Lahore food diary: My car took me to an excellent ‘puri halwa’ breakfast

Halwa Puri from Capri Restaurant— Courtesy photo

When the begum is away, far away, and a Sunday dawns on you and there is just no person to order around, the silence calls for a positive response. So it was last Sunday. For a pucca Lahori a positive Sunday is having a great breakfast. I am smiling!

Into the car I sat and off I set. No Sir, I would not call on any friend or relative. The last time I did my dear friend Sheero provided me with the choicest home-made ‘hareesa’ breakfast. Oh, the taste still lingers.

Capri Restaurant:

Good luck never strikes twice. I had two choices. One was the old walled city and the other the Liberty Market (the DHA has not yet come up to reasonable Sunday standards … that will take time). As if on auto-drive my car headed to that famous breakfast place opposite the Capri Cinema in Liberty. It is called Capri Restaurant. A reasonable crowd had already collected, all of them looking hungry.

Barely had I parked in the cinema that a waiter rushed over to take my order. It was simple. “Bring me two piping hot ‘puris’, a plate of ‘channay’ and separate that from the ‘bhajji’, and a plate of ‘halwa’, plus also bring me a sweet large ‘lassi’”.
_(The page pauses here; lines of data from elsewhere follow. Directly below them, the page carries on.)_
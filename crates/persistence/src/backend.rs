// Copyright (C) 2026 Fred Clausen
// Use of this source code is governed by an MIT-style
// license that can be found in the LICENSE file or at
// https://opensource.org/licenses/MIT.

//! SQLite-specific backend utilities.
//!
//! This module is limited to:
//! - Connection initialization
//! - Migration execution
//! - SQLite-specific configuration (PRAGMA statements)
//! - SQLite-specific workarounds (e.g., `last_insert_rowid()`)
//!
//! All domain queries and mutations live in `queries/` or `mutations/`.

use diesel::dsl::sql;
use diesel::prelude::*;
use diesel::sql_types::{BigInt, Integer};
use diesel::{Connection, RunQueryDsl, SqliteConnection};
use diesel_migrations::{EmbeddedMigrations, MigrationHarness, embed_migrations};
use tracing::info;

use crate::error::PersistenceError;

pub const MIGRATIONS: EmbeddedMigrations = embed_migrations!("migrations");

/// Helper row struct for PRAGMA queries.
///
/// This is a justified use of raw SQL as Diesel has no PRAGMA DSL.
#[derive(QueryableByName)]
struct PragmaRow {
    #[diesel(sql_type = Integer)]
    foreign_keys: i32,
}

/// Returns the id of the row inserted last on this connection.
///
/// # Errors
///
/// Returns an error if the query fails.
pub fn get_last_insert_rowid(conn: &mut SqliteConnection) -> Result<i64, PersistenceError> {
    Ok(diesel::select(sql::<BigInt>("last_insert_rowid()")).get_result(conn)?)
}

/// Verifies that foreign key enforcement is enabled.
///
/// # Errors
///
/// Returns an error if foreign key enforcement is not enabled.
pub fn verify_foreign_key_enforcement(conn: &mut SqliteConnection) -> Result<(), PersistenceError> {
    // NOTE: PRAGMA is raw SQL (justified - Diesel has no PRAGMA DSL)
    let foreign_keys_enabled: i32 = diesel::sql_query("PRAGMA foreign_keys")
        .get_result::<PragmaRow>(conn)?
        .foreign_keys;

    if foreign_keys_enabled == 0 {
        return Err(PersistenceError::ForeignKeyEnforcementNotEnabled);
    }

    info!("SQLite foreign key enforcement is enabled");
    Ok(())
}

/// Run pending migrations on the provided connection.
///
/// # Errors
///
/// Returns an error if migration execution fails.
pub fn run_migrations(
    conn: &mut SqliteConnection,
) -> Result<(), Box<dyn std::error::Error + Send + Sync>> {
    info!("Running SQLite database migrations");
    conn.run_pending_migrations(MIGRATIONS)?;
    Ok(())
}

/// Initialize a `SQLite` database at the given URL and run migrations.
///
/// # Arguments
///
/// * `database_url` - The `SQLite` database URL (e.g., `":memory:"` or file path)
///
/// # Errors
///
/// Returns an error if connection or migration fails.
pub fn initialize_database(database_url: &str) -> Result<SqliteConnection, PersistenceError> {
    info!("Initializing SQLite database at: {}", database_url);

    let mut conn: SqliteConnection = SqliteConnection::establish(database_url)
        .map_err(|e| PersistenceError::DatabaseConnectionFailed(e.to_string()))?;

    // NOTE: PRAGMA is raw SQL (justified - Diesel has no PRAGMA DSL)
    diesel::sql_query("PRAGMA foreign_keys = ON")
        .execute(&mut conn)
        .map_err(|e| PersistenceError::QueryFailed(e.to_string()))?;

    // Writers wait for each other instead of failing with SQLITE_BUSY.
    diesel::sql_query("PRAGMA busy_timeout = 5000")
        .execute(&mut conn)
        .map_err(|e| PersistenceError::QueryFailed(e.to_string()))?;

    run_migrations(&mut conn).map_err(|e| PersistenceError::MigrationFailed(e.to_string()))?;

    Ok(conn)
}

/// Enable WAL mode for file-based `SQLite` databases.
///
/// # Errors
///
/// Returns an error if the PRAGMA statement fails.
pub fn enable_wal_mode(conn: &mut SqliteConnection) -> Result<(), PersistenceError> {
    // NOTE: PRAGMA is raw SQL (justified - Diesel has no PRAGMA DSL)
    diesel::sql_query("PRAGMA journal_mode = WAL")
        .execute(conn)
        .map_err(|e| PersistenceError::QueryFailed(e.to_string()))?;
    Ok(())
}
The lad darted to fulfill the needy. I looked around me and at a nearby massive black SUV which had an armed guard standing behind it. The window slid down. An old class-fellow from GC days waved at me. From steel to politics he has done well. We both sat putt. In this ‘puri’ game take no risks.

The waiter came quicker than expected. The first morsel confirmed that I had taken the correct decision. It was divine. The ‘bhajji’ was just right. As I proceeded and reached the ‘halwa’ stage it was getting better. Then came the cold sweet ‘lassi’. Ah, it was excellent and I was almost full. I toyed with the idea of a third ‘puri’ and dropped it as I thought that when I tell my wife she would get angry for over-eating. Marriage can, at times, be a spoil-sport. But then it was a good decision. Man zero, wife one.
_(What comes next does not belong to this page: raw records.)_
// Copyright (C) 2026 Fred Clausen
// Use of this source code is governed by an MIT-style
// license that can be found in the LICENSE file or at
// https://opensource.org/licenses/MIT.

//! Tests for the individual occupation rules.

use crate::{
    ErrorCode, Field, FieldError, FieldErrors, InstallationConfig, Installations, MemberStatus,
    Occupation, ReservationTypeRule, Role, Violation, check_court_lower_bound,
    check_court_upper_bound, check_date_present, check_duration_positive,
    check_duration_within_type_max, check_fits_before_closing, check_horizon, check_last_court,
    check_member_active, check_not_in_past, check_role_permitted, check_start_after_opening,
    check_start_before_closing, check_start_granularity, check_start_present, check_text_present,
    check_weekday_allowed, resolve_installation, resolve_reservation_type,
};
use time::macros::{datetime, time};
use time::{OffsetDateTime, Weekday};

use super::helpers::{
    BOOKING_DATE, INSTALLATION_ID, MATCH_TYPE_ID, create_test_config, create_test_member,
    create_test_occupation, ten_o_clock,
};

fn single_error(errors: &FieldErrors) -> &FieldError {
    assert_eq!(errors.len(), 1, "expected exactly one error: {errors:?}");
    &errors.as_slice()[0]
}

#[test]
fn test_resolve_installation_finds_configured_installation() {
    let installations: Installations = Installations::new(vec![create_test_config()]);

    let config: &InstallationConfig = resolve_installation(&installations, INSTALLATION_ID).unwrap();

    assert_eq!(config.name, "Main Club");
}

#[test]
fn test_resolve_installation_rejects_non_positive_id() {
    let installations: Installations = Installations::new(vec![create_test_config()]);

    let violation: Violation = resolve_installation(&installations, 0).unwrap_err();

    assert_eq!(violation.code, ErrorCode::NoReservationSystem);
}

#[test]
fn test_resolve_installation_rejects_unknown_id() {
    let installations: Installations = Installations::new(vec![create_test_config()]);

    let violation: Violation = resolve_installation(&installations, 99).unwrap_err();

    assert_eq!(violation.code, ErrorCode::NoReservationSystem);
    assert_eq!(violation.args, vec![String::from("99")]);
}

#[test]
fn test_blank_text_is_rejected() {
    let mut occupation: Occupation = create_test_occupation(1, ten_o_clock(), 1);
    occupation.text = String::from("   ");
    let mut errors: FieldErrors = FieldErrors::new();

    check_text_present(&occupation, &mut errors);

    let error: &FieldError = single_error(&errors);
    assert_eq!(error.field, Field::Text);
    assert_eq!(error.code, ErrorCode::NullNotAllowed);
}

#[test]
fn test_resolve_reservation_type_rejects_unknown_type() {
    let config: InstallationConfig = create_test_config();

    assert!(resolve_reservation_type(&config, MATCH_TYPE_ID).is_ok());
    let violation: Violation = resolve_reservation_type(&config, 77).unwrap_err();

    assert_eq!(violation.code, ErrorCode::InvalidReservationType);
}

#[test]
fn test_missing_date_and_start_are_reported() {
    let mut occupation: Occupation = create_test_occupation(1, ten_o_clock(), 1);
    occupation.date = None;
    occupation.start = None;
    let mut errors: FieldErrors = FieldErrors::new();

    assert!(check_date_present(&occupation, &mut errors).is_none());
    assert!(check_start_present(&occupation, &mut errors).is_none());

    let fields: Vec<Field> = errors.as_slice().iter().map(|e| e.field).collect();
    assert_eq!(fields, vec![Field::Date, Field::Start]);
    assert!(
        errors
            .as_slice()
            .iter()
            .all(|e| e.code == ErrorCode::NullNotAllowed)
    );
}

#[test]
fn test_forbidden_weekday_is_rejected() {
    let rule: ReservationTypeRule = ReservationTypeRule::new(1, "Training", &[Role::Trainer])
        .with_forbidden_weekdays(&[Weekday::Tuesday]);
    let mut errors: FieldErrors = FieldErrors::new();

    check_weekday_allowed(BOOKING_DATE, &rule, &mut errors);

    let error: &FieldError = single_error(&errors);
    assert_eq!(error.field, Field::Date);
    assert_eq!(error.code, ErrorCode::DayOfWeekNotAllowed);
    assert_eq!(error.args, vec![String::from("Tuesday")]);
}

#[test]
fn test_other_weekday_is_allowed() {
    let rule: ReservationTypeRule = ReservationTypeRule::new(1, "Training", &[Role::Trainer])
        .with_forbidden_weekdays(&[Weekday::Saturday, Weekday::Sunday]);
    let mut errors: FieldErrors = FieldErrors::new();

    check_weekday_allowed(BOOKING_DATE, &rule, &mut errors);

    assert!(errors.is_empty());
}

#[test]
fn test_start_before_opening_is_rejected() {
    let config: InstallationConfig = create_test_config();
    let mut errors: FieldErrors = FieldErrors::new();

    check_start_after_opening(time!(7:00), &config, &mut errors);
    check_start_after_opening(time!(8:00), &config, &mut errors);

    let error: &FieldError = single_error(&errors);
    assert_eq!(error.code, ErrorCode::StartHourBeforeOpening);
    assert_eq!(error.args, vec![String::from("8")]);
}

#[test]
fn test_start_in_closing_hour_passes_hour_check() {
    let config: InstallationConfig = create_test_config();
    let mut errors: FieldErrors = FieldErrors::new();

    check_start_before_closing(time!(22:00), &config, &mut errors);
    assert!(errors.is_empty());

    check_start_before_closing(time!(23:00), &config, &mut errors);
    assert_eq!(single_error(&errors).code, ErrorCode::StartHourAfterClosing);
}

#[test]
fn test_start_granularity_on_hour_grid() {
    let config: InstallationConfig = create_test_config();
    let mut errors: FieldErrors = FieldErrors::new();

    check_start_granularity(time!(10:00), &config, &mut errors);
    assert!(errors.is_empty());

    check_start_granularity(time!(21:30), &config, &mut errors);
    let error: &FieldError = single_error(&errors);
    assert_eq!(error.field, Field::Start);
    assert_eq!(error.code, ErrorCode::StartTimeMinutes);
}

#[test]
fn test_start_granularity_on_half_hour_grid() {
    let mut config: InstallationConfig = create_test_config();
    config.duration_unit_minutes = 30;
    let mut errors: FieldErrors = FieldErrors::new();

    check_start_granularity(time!(10:30), &config, &mut errors);
    assert!(errors.is_empty());

    check_start_granularity(time!(10:15), &config, &mut errors);
    assert_eq!(single_error(&errors).code, ErrorCode::StartTimeMinutes);
}

#[test]
fn test_past_start_is_rejected_for_members() {
    let member = create_test_member(Role::Registered, MemberStatus::Active);
    let now: OffsetDateTime = datetime!(2026-10-20 10:01 UTC);
    let mut errors: FieldErrors = FieldErrors::new();

    check_not_in_past(datetime!(2026-10-20 10:00 UTC), &member, now, &mut errors);

    let error: &FieldError = single_error(&errors);
    assert_eq!(error.field, Field::Date);
    assert_eq!(error.code, ErrorCode::DateInThePast);
}

#[test]
fn test_start_equal_to_now_is_not_in_the_past() {
    let member = create_test_member(Role::Registered, MemberStatus::Active);
    let now: OffsetDateTime = datetime!(2026-10-20 10:00 UTC);
    let mut errors: FieldErrors = FieldErrors::new();

    check_not_in_past(datetime!(2026-10-20 10:00 UTC), &member, now, &mut errors);

    assert!(errors.is_empty());
}

#[test]
fn test_admins_may_book_in_the_past() {
    let admin = create_test_member(Role::Admin, MemberStatus::Active);
    let now: OffsetDateTime = datetime!(2026-10-21 10:00 UTC);
    let mut errors: FieldErrors = FieldErrors::new();

    check_not_in_past(datetime!(2026-10-20 10:00 UTC), &admin, now, &mut errors);

    assert!(errors.is_empty());
}

#[test]
fn test_occupation_ending_at_closing_fits() {
    let config: InstallationConfig = create_test_config();
    let mut errors: FieldErrors = FieldErrors::new();

    check_fits_before_closing(BOOKING_DATE, time!(20:00), 2, &config, &mut errors);

    assert!(errors.is_empty());
}

#[test]
fn test_occupation_running_past_closing_is_rejected() {
    let config: InstallationConfig = create_test_config();
    let mut errors: FieldErrors = FieldErrors::new();

    check_fits_before_closing(BOOKING_DATE, time!(21:00), 2, &config, &mut errors);

    let error: &FieldError = single_error(&errors);
    assert_eq!(error.field, Field::Start);
    assert_eq!(error.code, ErrorCode::StartTimePlusDuration);
    assert_eq!(error.args, vec![String::from("22")]);
}

#[test]
fn test_occupation_starting_at_closing_hour_overruns() {
    let config: InstallationConfig = create_test_config();
    let mut errors: FieldErrors = FieldErrors::new();

    check_fits_before_closing(BOOKING_DATE, time!(22:00), 1, &config, &mut errors);

    assert_eq!(single_error(&errors).code, ErrorCode::StartTimePlusDuration);
}

#[test]
fn test_horizon_counts_whole_elapsed_hours() {
    let rule: ReservationTypeRule =
        ReservationTypeRule::new(1, "Match", &[Role::Registered]).with_max_days_ahead(2);
    let now: OffsetDateTime = datetime!(2026-10-16 12:00 UTC);
    let mut errors: FieldErrors = FieldErrors::new();

    // 47h59m ahead truncates to 47 whole hours.
    check_horizon(datetime!(2026-10-18 11:59 UTC), &rule, now, &mut errors);
    assert!(errors.is_empty());

    check_horizon(datetime!(2026-10-18 12:00 UTC), &rule, now, &mut errors);
    let error: &FieldError = single_error(&errors);
    assert_eq!(error.field, Field::Date);
    assert_eq!(error.code, ErrorCode::DateTooFarInFuture);
    assert_eq!(error.args, vec![String::from("2")]);
}

#[test]
fn test_horizon_window_moves_with_time_of_day() {
    let rule: ReservationTypeRule =
        ReservationTypeRule::new(1, "Match", &[Role::Registered]).with_max_days_ahead(1);
    let starts_at: OffsetDateTime = datetime!(2026-10-17 09:00 UTC);
    let mut errors: FieldErrors = FieldErrors::new();

    // Same calendar-day difference, different verdicts.
    check_horizon(starts_at, &rule, datetime!(2026-10-16 10:00 UTC), &mut errors);
    assert!(errors.is_empty());

    check_horizon(starts_at, &rule, datetime!(2026-10-16 08:00 UTC), &mut errors);
    assert_eq!(single_error(&errors).code, ErrorCode::DateTooFarInFuture);
}

#[test]
fn test_unlimited_horizon_never_fails() {
    let rule: ReservationTypeRule = ReservationTypeRule::new(1, "Match", &[Role::Registered]);
    let mut errors: FieldErrors = FieldErrors::new();

    check_horizon(
        datetime!(2030-01-01 10:00 UTC),
        &rule,
        datetime!(2026-10-16 10:00 UTC),
        &mut errors,
    );

    assert!(errors.is_empty());
}

#[test]
fn test_duration_below_one_unit_is_rejected() {
    for duration_units in [0, -1, -20] {
        let occupation: Occupation = create_test_occupation(1, ten_o_clock(), duration_units);
        let mut errors: FieldErrors = FieldErrors::new();

        check_duration_positive(&occupation, &mut errors);

        let error: &FieldError = single_error(&errors);
        assert_eq!(error.field, Field::Duration);
        assert_eq!(error.code, ErrorCode::DurationTooSmall);
    }
}

#[test]
fn test_duration_above_type_max_is_rejected() {
    let config: InstallationConfig = create_test_config();
    let rule: &ReservationTypeRule = config.reservation_type(MATCH_TYPE_ID).unwrap();
    let mut errors: FieldErrors = FieldErrors::new();

    check_duration_within_type_max(&create_test_occupation(1, ten_o_clock(), 3), rule, &mut errors);
    assert!(errors.is_empty());

    check_duration_within_type_max(&create_test_occupation(1, ten_o_clock(), 4), rule, &mut errors);
    let error: &FieldError = single_error(&errors);
    assert_eq!(error.code, ErrorCode::DurationTooLong);
    assert_eq!(error.args, vec![String::from("3")]);
}

#[test]
fn test_unlimited_duration_accepts_long_occupations() {
    let rule: ReservationTypeRule = ReservationTypeRule::new(1, "Tournament", &[Role::Admin]);
    let mut errors: FieldErrors = FieldErrors::new();

    check_duration_within_type_max(&create_test_occupation(1, ten_o_clock(), 12), &rule, &mut errors);

    assert!(errors.is_empty());
}

#[test]
fn test_court_bounds() {
    let config: InstallationConfig = create_test_config();

    for (court, expected) in [
        (0, Some(ErrorCode::CourtTooSmall)),
        (-3, Some(ErrorCode::CourtTooSmall)),
        (1, None),
        (6, None),
        (7, Some(ErrorCode::CourtTooBig)),
    ] {
        let occupation: Occupation = create_test_occupation(court, ten_o_clock(), 1);
        let mut errors: FieldErrors = FieldErrors::new();

        check_court_lower_bound(&occupation, &mut errors);
        check_court_upper_bound(&occupation, &config, &mut errors);

        let codes: Vec<ErrorCode> = errors.as_slice().iter().map(|e| e.code).collect();
        assert_eq!(codes, expected.into_iter().collect::<Vec<_>>(), "court {court}");
        assert!(errors.as_slice().iter().all(|e| e.field == Field::Court));
    }
}

#[test]
fn test_last_court_must_not_precede_court() {
    let config: InstallationConfig = create_test_config();
    let occupation: Occupation = create_test_occupation(3, ten_o_clock(), 1).spanning_to(2);
    let mut errors: FieldErrors = FieldErrors::new();

    check_last_court(&occupation, &config, &mut errors);

    let error: &FieldError = single_error(&errors);
    assert_eq!(error.field, Field::LastCourt);
    assert_eq!(error.code, ErrorCode::CourtTooSmall);
}

#[test]
fn test_last_court_must_exist() {
    let config: InstallationConfig = create_test_config();
    let mut errors: FieldErrors = FieldErrors::new();

    check_last_court(
        &create_test_occupation(4, ten_o_clock(), 1).spanning_to(6),
        &config,
        &mut errors,
    );
    assert!(errors.is_empty());

    check_last_court(
        &create_test_occupation(4, ten_o_clock(), 1).spanning_to(7),
        &config,
        &mut errors,
    );
    let error: &FieldError = single_error(&errors);
    assert_eq!(error.field, Field::LastCourt);
    assert_eq!(error.code, ErrorCode::CourtTooBig);
}

#[test]
fn test_only_active_members_pass() {
    for status in [
        MemberStatus::Created,
        MemberStatus::Verified,
        MemberStatus::Locked,
        MemberStatus::Removed,
    ] {
        let member = create_test_member(Role::Registered, status);
        let violation: Violation = check_member_active(&member).unwrap_err();
        assert_eq!(violation.code, ErrorCode::UserNotActive);
    }

    let member = create_test_member(Role::Registered, MemberStatus::Active);
    assert!(check_member_active(&member).is_ok());
}

#[test]
fn test_role_must_be_permitted_for_type() {
    let config: InstallationConfig = create_test_config();
    let rule: &ReservationTypeRule = config.reservation_type(MATCH_TYPE_ID).unwrap();

    let registered = create_test_member(Role::Registered, MemberStatus::Active);
    assert!(check_role_permitted(&registered, rule).is_ok());

    let guest = create_test_member(Role::Guest, MemberStatus::Active);
    let violation: Violation = check_role_permitted(&guest, rule).unwrap_err();
    assert_eq!(violation.code, ErrorCode::UserCannotAddType);
    assert_eq!(violation.args, vec![String::from("Match")]);
}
Let me mark this experience on the Michelin Scale of one to nine. For food quality it gets six, for taste seven, for service six, for quality of crockery a four is just fine, for prices five (prices are not low any longer) and for ambiance a mid-point five is justified. This averages out to 5.5 out of nine, which, given its informal offering, is excellent. Recommended as I will definitely go there again.


Of recent I have felt that high quality rogni naans are difficult to find, let alone an original small ‘Kashmiri kulcha’, which has disappeared from Lahore ‘tandoors’ altogether. So as I was alone in the house I decided to produce one myself. At least the begum will not see the mess. But first research.

The internet provided me five different solutions and I arrived at a decision on how to make the dough. I also got ‘white til’ and ‘kalongi’ and got the oven at 200C. The rest was easy going. Oh, oh, dear readers, the result was divine. This got me thinking just what is wrong with our ‘tandoor’ owners. They are not making the effort to produce quality ‘naans’. My dear friend Shahzada Tahir Azam alias Tony keeps harping on his slogan: “Make a good product and the money will flow itself”. If not to me, at least listen to one of the finest humans in Lahore.